Pemindahan dan upaya menciptakan pasar juga harus melibatkan stakeholder yang ada. Bukan hanya pedagang kali lima dan pengusaha yang menempati Pertokoan Siliwangi saja. Tapi melibatkan pemangku kepentingan lainnya, yaitu masyakarat pengguna.


Pemda Harus Belajar Mendengar

Di beberapa daerah, pengalaman memindahkan komunitas pedagang kali lima yang sudah berdagang puluhan tahun di satu lokasi, prosesnya cukup alot. Diperlukan waktu yang cukup panjang untuk diskusi dan rembug bersama dengan stakeholder yang ada.

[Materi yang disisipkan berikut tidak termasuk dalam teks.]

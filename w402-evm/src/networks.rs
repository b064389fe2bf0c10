//! Known USDC deployments on EVM networks.
//!
//! Used to fill in the EIP-712 domain when a challenge omits `extra.name`
//! and `extra.version`.

use alloy_primitives::{Address, address};

/// Base Mainnet chain ID.
pub const BASE_MAINNET: u64 = 8453;

/// Base Sepolia (testnet) chain ID.
pub const BASE_SEPOLIA: u64 = 84532;

/// Polygon Mainnet chain ID.
pub const POLYGON_MAINNET: u64 = 137;

/// Polygon Amoy (testnet) chain ID.
pub const POLYGON_AMOY: u64 = 80002;

/// Avalanche C-Chain chain ID.
pub const AVALANCHE_MAINNET: u64 = 43114;

/// Avalanche Fuji (testnet) chain ID.
pub const AVALANCHE_FUJI: u64 = 43113;

/// Ethereum Mainnet chain ID.
pub const ETHEREUM_MAINNET: u64 = 1;

/// Celo Mainnet chain ID.
pub const CELO_MAINNET: u64 = 42220;

/// Default EIP-712 domain name for USDC.
pub const DEFAULT_USDC_NAME: &str = "USD Coin";

/// Default EIP-712 domain version for USDC.
pub const DEFAULT_USDC_VERSION: &str = "2";

/// A token contract together with its EIP-712 domain.
#[derive(Debug, Clone, Copy, PartialEq, Eq)]
pub struct TokenDeployment {
    /// EIP-155 chain id.
    pub chain_id: u64,
    /// Token contract address (the EIP-712 verifying contract).
    pub address: Address,
    /// EIP-712 domain name.
    pub name: &'static str,
    /// EIP-712 domain version.
    pub version: &'static str,
}

const fn usdc(chain_id: u64, address: Address, name: &'static str) -> TokenDeployment {
    TokenDeployment {
        chain_id,
        address,
        name,
        version: DEFAULT_USDC_VERSION,
    }
}

/// Known USDC deployments.
pub static USDC_DEPLOYMENTS: &[TokenDeployment] = &[
    usdc(
        BASE_MAINNET,
        address!("833589fCD6eDb6E08f4c7C32D4f71b54bdA02913"),
        DEFAULT_USDC_NAME,
    ),
    usdc(
        BASE_SEPOLIA,
        address!("036CbD53842c5426634e7929541eC2318f3dCF7e"),
        "USDC",
    ),
    usdc(
        ETHEREUM_MAINNET,
        address!("A0b86991c6218b36c1d19D4a2e9Eb0cE3606eB48"),
        DEFAULT_USDC_NAME,
    ),
    usdc(
        POLYGON_MAINNET,
        address!("3c499c542cEF5E3811e1192ce70d8cC03d5c3359"),
        DEFAULT_USDC_NAME,
    ),
    usdc(
        POLYGON_AMOY,
        address!("41E94Eb71Ef8C9fAE0235d1e472b21E21B5a4dbF"),
        "USDC",
    ),
    usdc(
        AVALANCHE_MAINNET,
        address!("B97EF9Ef8734C71904D8002F8b6Bc66Dd9c48a6E"),
        DEFAULT_USDC_NAME,
    ),
    usdc(
        AVALANCHE_FUJI,
        address!("5425890298aed601595a70AB815c96711a31Bc65"),
        DEFAULT_USDC_NAME,
    ),
    usdc(
        CELO_MAINNET,
        address!("cebA9300f2b948710d2653dD7B07f33A8B32118C"),
        DEFAULT_USDC_NAME,
    ),
];

/// Returns the known deployment of `asset` on `chain_id`, if any.
#[must_use]
pub fn token_deployment(chain_id: u64, asset: Address) -> Option<&'static TokenDeployment> {
    USDC_DEPLOYMENTS
        .iter()
        .find(|d| d.chain_id == chain_id && d.address == asset)
}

Kepala Daerah dan jajaran terkaitnya akan melakukan pertemuan-pertemuan dengan para stakeholder yang ada, baik untuk diskusi, urun rembug warga, presentasi program, dan lain-lain yang tentunya akan cukup sering dan memakan waktu yang tidak sebentar.


Banyak stakeholder yang bisa dilibatkan, seperti dengan pedagang kaki lima, pengusaha pertokoan, komunitas ojek online, para tukang parkir, warga sekitar di tempat yang lama, warga sekitar di tepat yang baru, aktivis sosial dan komunitas UMKM dan lain-lain.


Semua dilakukan untuk mencari solusi yang masuk akal dan bisa diterima oleh semua pihak. Pengalaman Kepala Daerah lain menata suatu kawasan bisa menjadi pembelajaran bagi Pemda Kuningan. Pemda Kuningan harus mau menjalankan prosesnya, jangan hanya melihat hasilnya saja.


Bagaimana penataan dan relokasi pedagang kaki lima di Solo, penataan kawasan Kota Tua di Jakarta atau penataan kawasan Tanah Abang sebagai Pasar Terbesar di Asia Tenggara. Berapa lama waktu yang dibutuhkan, siapa saja stakeholder yang dilibatkan, berapa puluh kali diskusi, urun rembug, presentasi yang dilakukan, seperti apa tahapan-tahapan relokasi dan penataan dilakukan.


Terakhir, hal yang harus dicatat dan ini sangat mendasar, Pemda harus mau menjadi pendengar yang baik, bukan menjadi pejabat yang merasa tahu segala persoalan masyarakat, bahkan lebih parah lagi jika Pemda menempatkan diri sebagai pihak yang merasa paling tahu solusi atas apa yang menjadi masalah di masyarakat. Harus ada urun rembug yang melibatkan masyarakat dalam tahapan sebelum eksekusi  atas sebuah kebijakan dijalankan.


Penulis : Inisator Gerakan KITA, pelaku UMKM.

Diberdayakan oleh Blogger.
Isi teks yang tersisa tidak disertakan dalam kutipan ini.